*** Opening of GIVEN RECORDS ***

//! End-to-end tests for the REST API, driving the full router in-process.

use api_rest::{router, AppState};
use axum::body::Body;
use axum::http::{header, Method, Request, StatusCode};
use axum::Router;
use http_body_util::BodyExt;
use serde_json::{json, Value};
use std::fs;
use std::path::{Path, PathBuf};
use std::sync::Arc;
use std::time::Duration;
use tempfile::TempDir;
use tower::ServiceExt;
use triage_core::{CoreConfig, SigningSecret};

fn write_engine(dir: &Path, body: &str) -> PathBuf {
    let script = dir.join("predict.sh");
    fs::write(&script, format!("#!/bin/sh\n{body}\n")).expect("should write script");
    #[cfg(unix)]
    {
        use std::os::unix::fs::PermissionsExt;
        fs::set_permissions(&script, fs::Permissions::from_mode(0o755))
            .expect("should chmod script");
    }
    script
}

/// Builds a router over a fresh store with an engine that answers `flu`.
fn test_app(temp_dir: &TempDir) -> Router {
    let engine = write_engine(temp_dir.path(), "echo flu");
    let cfg = Arc::new(
        CoreConfig::new(
            temp_dir.path().to_path_buf(),
            SigningSecret::new("rest-api-test-secret").unwrap(),
            3_600,
            engine,
            vec![],
            Duration::from_secs(5),
        )
        .expect("CoreConfig::new should succeed"),
    );
    router(AppState { cfg })
}

fn request(method: Method, uri: &str, token: Option<&str>, body: Option<Value>) -> Request<Body> {
    let mut builder = Request::builder().method(method).uri(uri);
    if let Some(token) = token {
        builder = builder.header(header::AUTHORIZATION, format!("Bearer {token}"));
    }
    match body {
        Some(body) => builder
            .header(header::CONTENT_TYPE, "application/json")
            .body(Body::from(body.to_string()))
            .unwrap(),
        None => builder.body(Body::empty()).unwrap(),
    }
}

async fn send(app: &Router, req: Request<Body>) -> (StatusCode, Value) {
    let response = app.clone().oneshot(req).await.unwrap();
    let status = response.status();
    let bytes = response.into_body().collect().await.unwrap().to_bytes();
    let body = if bytes.is_empty() {
        Value::Null
    } else {
        serde_json::from_slice(&bytes).unwrap()
    };
    (status, body)
}

/// Registers an account through the API and returns its token and id.
async fn signup(app: &Router, username: &str, email: &str, role: &str) -> (String, String) {
    let (status, body) = send(
        app,
        request(
            Method::POST,
            "/signup",
            None,
            Some(json!({
                "username": username,
                "email": email,
                "password": "hunter2!",
                "role": role,
            })),
        ),
    )
    .await;
    assert_eq!(status, StatusCode::CREATED, "signup failed: {body}");
    (
        body["token"].as_str().unwrap().to_string(),
        body["user"]["id"].as_str().unwrap().to_string(),
    )
}

#[tokio::test]
async fn test_health_is_open() {
    let temp_dir = TempDir::new().unwrap();
    let app = test_app(&temp_dir);

    let (status, body) = send(&app, request(Method::GET, "/health", None, None)).await;
    assert_eq!(status, StatusCode::OK);
    assert_eq!(body["ok"], json!(true));
}

#[tokio::test]
async fn test_signup_issues_token_and_redirect() {
    let temp_dir = TempDir::new().unwrap();
    let app = test_app(&temp_dir);

    let (status, body) = send(
        &app,
        request(
            Method::POST,
            "/signup",
            None,
            Some(json!({
                "username": "ada",
                "email": "Ada@Example.com",
                "password": "hunter2!",
                "role": "patient",
            })),
        ),
    )
    .await;

    assert_eq!(status, StatusCode::CREATED);
    assert!(!body["token"].as_str().unwrap().is_empty());
    assert_eq!(body["role"], json!("patient"));
    assert_eq!(body["redirectTo"], json!("/patient/index.html"));
    // Email is normalised and the hash never leaves the server.
    assert_eq!(body["user"]["email"], json!("ada@example.com"));
    assert!(body["user"].get("passwordHash").is_none());
}

#[tokio::test]
async fn test_signup_rejects_duplicates_and_bad_roles() {
    let temp_dir = TempDir::new().unwrap();
    let app = test_app(&temp_dir);

    signup(&app, "ada", "ada@example.com", "patient").await;

    let (status, _) = send(
        &app,
        request(
            Method::POST,
            "/signup",
            None,
            Some(json!({
                "username": "ada2",
                "email": "ADA@example.com",
                "password": "hunter2!",
                "role": "doctor",
            })),
        ),
    )
    .await;
    assert_eq!(status, StatusCode::BAD_REQUEST);

    let (status, _) = send(
        &app,
        request(
            Method::POST,
            "/signup",
            None,
            Some(json!({
                "username": "bob",
                "email": "bob@example.com",
                "password": "hunter2!",
                "role": "superuser",
            })),
        ),
    )
    .await;
    assert_eq!(status, StatusCode::BAD_REQUEST);
}

#[tokio::test]
async fn test_login_and_auth_alias() {
    let temp_dir = TempDir::new().unwrap();
    let app = test_app(&temp_dir);

    signup(&app, "ada", "ada@example.com", "patient").await;

    for path in ["/login", "/auth"] {
        let (status, body) = send(
            &app,
            request(
                Method::POST,
                path,
                None,
                Some(json!({ "email": "ada@example.com", "password": "hunter2!" })),
            ),
        )
        .await;
        assert_eq!(status, StatusCode::OK, "{path} should authenticate");
        assert_eq!(body["redirectTo"], json!("/patient/index.html"));
    }

    // Wrong password and unknown email produce the same response shape.
    for (email, password) in [
        ("ada@example.com", "wrong"),
        ("nobody@example.com", "hunter2!"),
    ] {
        let (status, body) = send(
            &app,
            request(
                Method::POST,
                "/login",
                None,
                Some(json!({ "email": email, "password": password })),
            ),
        )
        .await;
        assert_eq!(status, StatusCode::BAD_REQUEST);
        assert_eq!(body["message"], json!("invalid credentials"));
    }
}

#[tokio::test]
async fn test_symptom_vocabulary_is_public() {
    let temp_dir = TempDir::new().unwrap();
    let app = test_app(&temp_dir);

    let (status, body) = send(&app, request(Method::GET, "/api/symptoms", None, None)).await;
    assert_eq!(status, StatusCode::OK);
    let symptoms = body["symptoms"].as_array().unwrap();
    assert!(symptoms.contains(&json!("fever")));
    assert!(symptoms.contains(&json!("cough")));
}

#[tokio::test]
async fn test_dashboards_are_role_gated() {
    let temp_dir = TempDir::new().unwrap();
    let app = test_app(&temp_dir);

    let (patient_token, _) = signup(&app, "ada", "ada@example.com", "patient").await;

    let (status, _) = send(
        &app,
        request(Method::GET, "/patient/index.html", Some(&patient_token), None),
    )
    .await;
    assert_eq!(status, StatusCode::OK);

    let (status, _) = send(
        &app,
        request(Method::GET, "/doctor/index.html", Some(&patient_token), None),
    )
    .await;
    assert_eq!(status, StatusCode::FORBIDDEN);

    let (status, _) = send(&app, request(Method::GET, "/patient/index.html", None, None)).await;
    assert_eq!(status, StatusCode::UNAUTHORIZED);

    let (status, _) = send(
        &app,
        request(Method::GET, "/patient/index.html", Some("garbage"), None),
    )
    .await;
    assert_eq!(status, StatusCode::UNAUTHORIZED);
}

#[tokio::test]
async fn test_diagnose_requires_patient_role() {
    let temp_dir = TempDir::new().unwrap();
    let app = test_app(&temp_dir);

    let (doctor_token, _) = signup(&app, "greg", "greg@example.com", "doctor").await;

    let (status, _) = send(
        &app,
        request(
            Method::POST,
            "/diagnose",
            Some(&doctor_token),
            Some(json!({ "symptoms": ["fever"] })),
        ),
    )
    .await;
    assert_eq!(status, StatusCode::FORBIDDEN);

    let (status, _) = send(
        &app,
        request(
            Method::POST,
            "/diagnose",
            None,
            Some(json!({ "symptoms": ["fever"] })),
        ),
    )
    .await;
    assert_eq!(status, StatusCode::UNAUTHORIZED);
}

#[tokio::test]
async fn test_diagnose_and_doctor_review_flow() {
    let temp_dir = TempDir::new().unwrap();
    let app = test_app(&temp_dir);

    let (patient_token, _) = signup(&app, "ada", "ada@example.com", "patient").await;
    let (doctor_token, _) = signup(&app, "greg", "greg@example.com", "doctor").await;

    // Empty symptom set is rejected before the engine runs.
    let (status, _) = send(
        &app,
        request(
            Method::POST,
            "/diagnose",
            Some(&patient_token),
            Some(json!({ "symptoms": ["  ", ""] })),
        ),
    )
    .await;
    assert_eq!(status, StatusCode::BAD_REQUEST);

    let (status, body) = send(
        &app,
        request(
            Method::POST,
            "/diagnose",
            Some(&patient_token),
            Some(json!({ "symptoms": ["fever", "cough"] })),
        ),
    )
    .await;
    assert_eq!(status, StatusCode::OK);
    assert_eq!(body["diagnosis"], json!("flu"));
    let diagnosis_id = body["diagnosisId"].as_str().unwrap().to_string();

    // The doctor sees the record joined with the owner's public view.
    let (status, body) = send(
        &app,
        request(Method::GET, "/doctor/diagnoses", Some(&doctor_token), None),
    )
    .await;
    assert_eq!(status, StatusCode::OK);
    let diagnoses = body["diagnoses"].as_array().unwrap();
    assert_eq!(diagnoses.len(), 1);
    assert_eq!(diagnoses[0]["disease"], json!("flu"));
    assert_eq!(diagnoses[0]["patient"]["username"], json!("ada"));

    let (status, _) = send(
        &app,
        request(
            Method::POST,
            "/doctor/comment",
            Some(&doctor_token),
            Some(json!({ "diagnosisId": diagnosis_id, "comment": "rest and fluids" })),
        ),
    )
    .await;
    assert_eq!(status, StatusCode::OK);

    let (_, body) = send(
        &app,
        request(Method::GET, "/doctor/diagnoses", Some(&doctor_token), None),
    )
    .await;
    assert_eq!(
        body["diagnoses"][0]["doctorComments"],
        json!("rest and fluids")
    );

    // Unknown diagnosis id is a 404, not a silent ack.
    let (status, _) = send(
        &app,
        request(
            Method::POST,
            "/doctor/comment",
            Some(&doctor_token),
            Some(json!({
                "diagnosisId": "00000000-0000-0000-0000-000000000000",
                "comment": "lost"
            })),
        ),
    )
    .await;
    assert_eq!(status, StatusCode::NOT_FOUND);

    // Patients cannot reach the doctor views.
    let (status, _) = send(
        &app,
        request(Method::GET, "/doctor/diagnoses", Some(&patient_token), None),
    )
    .await;
    assert_eq!(status, StatusCode::FORBIDDEN);
}

#[tokio::test]
async fn test_doctor_patient_listing() {
    let temp_dir = TempDir::new().unwrap();
    let app = test_app(&temp_dir);

    signup(&app, "ada", "ada@example.com", "patient").await;
    let (doctor_token, _) = signup(&app, "greg", "greg@example.com", "doctor").await;

    let (status, body) = send(
        &app,
        request(Method::GET, "/doctor/patients", Some(&doctor_token), None),
    )
    .await;
    assert_eq!(status, StatusCode::OK);
    let patients = body["patients"].as_array().unwrap();
    assert_eq!(patients.len(), 1);
    assert_eq!(patients[0]["username"], json!("ada"));
}

#[tokio::test]
async fn test_admin_user_management() {
    let temp_dir = TempDir::new().unwrap();
    let app = test_app(&temp_dir);

    let (patient_token, patient_id) = signup(&app, "ada", "ada@example.com", "patient").await;
    let (admin_token, _) = signup(&app, "root", "root@example.com", "admin").await;

    let (status, body) = send(
        &app,
        request(Method::GET, "/admin/users", Some(&admin_token), None),
    )
    .await;
    assert_eq!(status, StatusCode::OK);
    assert_eq!(body["users"].as_array().unwrap().len(), 2);

    // Promote the patient. Their old token now opens doctor routes and no
    // longer opens patient routes: the gate trusts the store, not the token.
    let (status, body) = send(
        &app,
        request(
            Method::PUT,
            &format!("/admin/users/{patient_id}"),
            Some(&admin_token),
            Some(json!({ "role": "doctor" })),
        ),
    )
    .await;
    assert_eq!(status, StatusCode::OK);
    assert_eq!(body["role"], json!("doctor"));

    let (status, _) = send(
        &app,
        request(Method::GET, "/doctor/index.html", Some(&patient_token), None),
    )
    .await;
    assert_eq!(status, StatusCode::OK);

    let (status, _) = send(
        &app,
        request(Method::GET, "/patient/index.html", Some(&patient_token), None),
    )
    .await;
    assert_eq!(status, StatusCode::FORBIDDEN);

    // Deleting the account invalidates its still-signed token on the next
    // request.
    let (status, _) = send(
        &app,
        request(
            Method::DELETE,
            &format!("/admin/users/{patient_id}"),
            Some(&admin_token),
            None,
        ),
    )
    .await;
    assert_eq!(status, StatusCode::OK);

    let (status, _) = send(
        &app,
        request(Method::GET, "/doctor/index.html", Some(&patient_token), None),
    )
    .await;
    assert_eq!(status, StatusCode::NOT_FOUND);

    let (status, _) = send(
        &app,
        request(
            Method::DELETE,
            &format!("/admin/users/{patient_id}"),
            Some(&admin_token),
            None,
        ),
    )
    .await;
    assert_eq!(status, StatusCode::NOT_FOUND);

    // Non-admins never reach the management surface.
    let (doctor_token, _) = signup(&app, "greg", "greg@example.com", "doctor").await;
    let (status, _) = send(
        &app,
        request(Method::GET, "/admin/users", Some(&doctor_token), None),
    )
    .await;
    assert_eq!(status, StatusCode::FORBIDDEN);
}

#[tokio::test]
async fn test_deleted_owner_renders_absent_in_doctor_view() {
    let temp_dir = TempDir::new().unwrap();
    let app = test_app(&temp_dir);

    let (patient_token, patient_id) = signup(&app, "ada", "ada@example.com", "patient").await;
    let (doctor_token, _) = signup(&app, "greg", "greg@example.com", "doctor").await;
    let (admin_token, _) = signup(&app, "root", "root@example.com", "admin").await;

    let (status, _) = send(
        &app,
        request(
            Method::POST,
            "/diagnose",
            Some(&patient_token),
            Some(json!({ "symptoms": ["fever"] })),
        ),
    )
    .await;
    assert_eq!(status, StatusCode::OK);

    let (status, _) = send(
        &app,
        request(
            Method::DELETE,
            &format!("/admin/users/{patient_id}"),
            Some(&admin_token),
            None,
        ),
    )
    .await;
    assert_eq!(status, StatusCode::OK);

    // The diagnosis survives its owner; the join renders no patient.
    let (status, body) = send(
        &app,
        request(Method::GET, "/doctor/diagnoses", Some(&doctor_token), None),
    )
    .await;
    assert_eq!(status, StatusCode::OK);
    let diagnoses = body["diagnoses"].as_array().unwrap();
    assert_eq!(diagnoses.len(), 1);
    assert!(diagnoses[0]["patient"].is_null());
}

*** Close of GIVEN RECORDS ***

▶ _DIRECTIONS_
Please print the lines from the start of the records up to and including the line with "use std::os::unix::fs::PermissionsExt;", copying each one exactly and leaving out the rest.

▶ _SOLUTION TO THIS TASK_
//! End-to-end tests for the REST API, driving the full router in-process.

use api_rest::{router, AppState};
use axum::body::Body;
use axum::http::{header, Method, Request, StatusCode};
use axum::Router;
use http_body_util::BodyExt;
use serde_json::{json, Value};
use std::fs;
use std::path::{Path, PathBuf};
use std::sync::Arc;
use std::time::Duration;
use tempfile::TempDir;
use tower::ServiceExt;
use triage_core::{CoreConfig, SigningSecret};

fn write_engine(dir: &Path, body: &str) -> PathBuf {
    let script = dir.join("predict.sh");
    fs::write(&script, format!("#!/bin/sh\n{body}\n")).expect("should write script");
    #[cfg(unix)]
    {
        use std::os::unix::fs::PermissionsExt;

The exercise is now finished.